Disney’s stock performance history
Disney stock performed relatively well in the second half of 2021, reaching a peak in September. It has since seen a decline of about 35%, partly because of the Q4 FY 2021 earnings release in November. Another mini rally by the stock happened in January and February this year, but the gains vanished shortly after. The company is down 22% this year.

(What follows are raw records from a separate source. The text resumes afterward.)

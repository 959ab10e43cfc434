//! Peering flow provisioning
//!
//! For every configured peer, installs the pair of rules that carries
//! control-plane traffic (eBGP) between the router's attachment point and the
//! interface facing that peer.

use super::{
    InstallOutcome, InstalledRuleSet, RuleInstaller, SteeringRule, TrafficSelector,
    TrafficTreatment, PEERING_PRIORITY,
};
use crate::config::RouterConfig;
use crate::platform::{ConnectPoint, InterfaceService};
use crate::protocol::Ipv4Prefix;
use std::net::Ipv4Addr;
use tracing::{info, warn};

/// Why a peer got no rules
#[derive(Debug, Clone, Copy, PartialEq, Eq)]
pub enum PeerSkip {
    /// No configured interface covers the peer address
    NoInterface,
    /// The interface facing the peer has no address of its own
    NoAddress,
    /// At least one of the two rules was refused by the intent service
    SubmitFailed,
}

/// Summary of one provisioning pass
#[derive(Debug, Clone, Default, PartialEq, Eq)]
pub struct PeeringReport {
    /// Peers for which both rules are in place
    pub provisioned: Vec<Ipv4Addr>,
    pub skipped: Vec<(Ipv4Addr, PeerSkip)>,
    /// Rules newly submitted in this pass
    pub rules_installed: usize,
}

pub struct PeeringProvisioner<'a> {
    interfaces: &'a dyn InterfaceService,
    installer: &'a RuleInstaller,
}

impl<'a> PeeringProvisioner<'a> {
    pub fn new(interfaces: &'a dyn InterfaceService, installer: &'a RuleInstaller) -> Self {
        Self {
            interfaces,
            installer,
        }
    }

    /// Install the peering rules for `config`, in peer order
    ///
    /// Callers withdraw the previous rule set first; rules already present
    /// in `installed` are not submitted again. `config.peers` holds no
    /// duplicates once validated.
    pub fn provision(
        &self,
        config: &RouterConfig,
        installed: &mut InstalledRuleSet,
    ) -> PeeringReport {
        let mut report = PeeringReport::default();

        for &peer in &config.peers {
            let Some(interface) = self.interfaces.matching_interface(peer) else {
                warn!(%peer, "no interface found for peer, skipping");
                report.skipped.push((peer, PeerSkip::NoInterface));
                continue;
            };
            let peer_point = interface.connect_point;

            let Some(local_ip) = self.local_address(&peer_point) else {
                warn!(%peer, interface = %peer_point, "interface facing peer has no address, skipping");
                report.skipped.push((peer, PeerSkip::NoAddress));
                continue;
            };

            let outgoing = peering_rule(peer, &config.router_point, &peer_point);
            let incoming = peering_rule(local_ip, &peer_point, &config.router_point);

            let mut failed = false;
            for rule in [outgoing, incoming] {
                match self.installer.install(rule, installed) {
                    InstallOutcome::Installed(_) => report.rules_installed += 1,
                    InstallOutcome::AlreadyInstalled(_) => {}
                    InstallOutcome::Failed => failed = true,
                }
            }

            if failed {
                report.skipped.push((peer, PeerSkip::SubmitFailed));
            } else {
                info!(%peer, interface = %peer_point, %local_ip, "peering flows installed");
                report.provisioned.push(peer);
            }
        }

        report
    }

    /// First address configured on the interfaces at `point`
    fn local_address(&self, point: &ConnectPoint) -> Option<Ipv4Addr> {
        self.interfaces
            .interfaces_by_port(point)
            .into_iter()
            .flat_map(|i| i.addresses)
            .map(|a| a.ip)
            .next()
    }
}

fn peering_rule(dst: Ipv4Addr, ingress: &ConnectPoint, egress: &ConnectPoint) -> SteeringRule {
    SteeringRule::new(
        TrafficSelector::ipv4_dst(Ipv4Prefix::host(dst)),
        TrafficTreatment::default(),
        ingress.clone(),
        egress.clone(),
    )
    .with_priority(PEERING_PRIORITY)
}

Wall Street’s analysts attribute the stock decline to:
- Macroeconomic factors affecting most global equities,
- The company’s big spending on streaming services against investors’ general consensus to prioritize cash flows amid rising interest rates,
- Disney’s decision to sacrifice its lucrative licensing revenues as it moves back content from third parties to its in-house streaming business,
- The company’s PR crisis, which was raised by Florida’s controversial Parental Rights in Education legislation.
Disney stock price today
As of August 12, The Walt Disney Company (DIS) was traded 121.57$ per share at market close.
Is Disney a good stock to buy?
The Disney stock still looks like a good buy. While the company continues to raise its investment in the streaming service despite making continuous losses. Disney has a much larger value chain, given its theatrical business, theme parks, merchandise, and licensing operations, unlike its streaming competitors, who mostly monetize content investment solely via monthly subscription fees.
The company’s park and hotel division seem to perform stronger than pre-pandemic levels, after soaring 40% in Q3 versus the same period in the pre-pandemic era. This is an indication to its investors that it is capable of generating sizable cash flows for the company and offsetting the large investments being made into streaming services.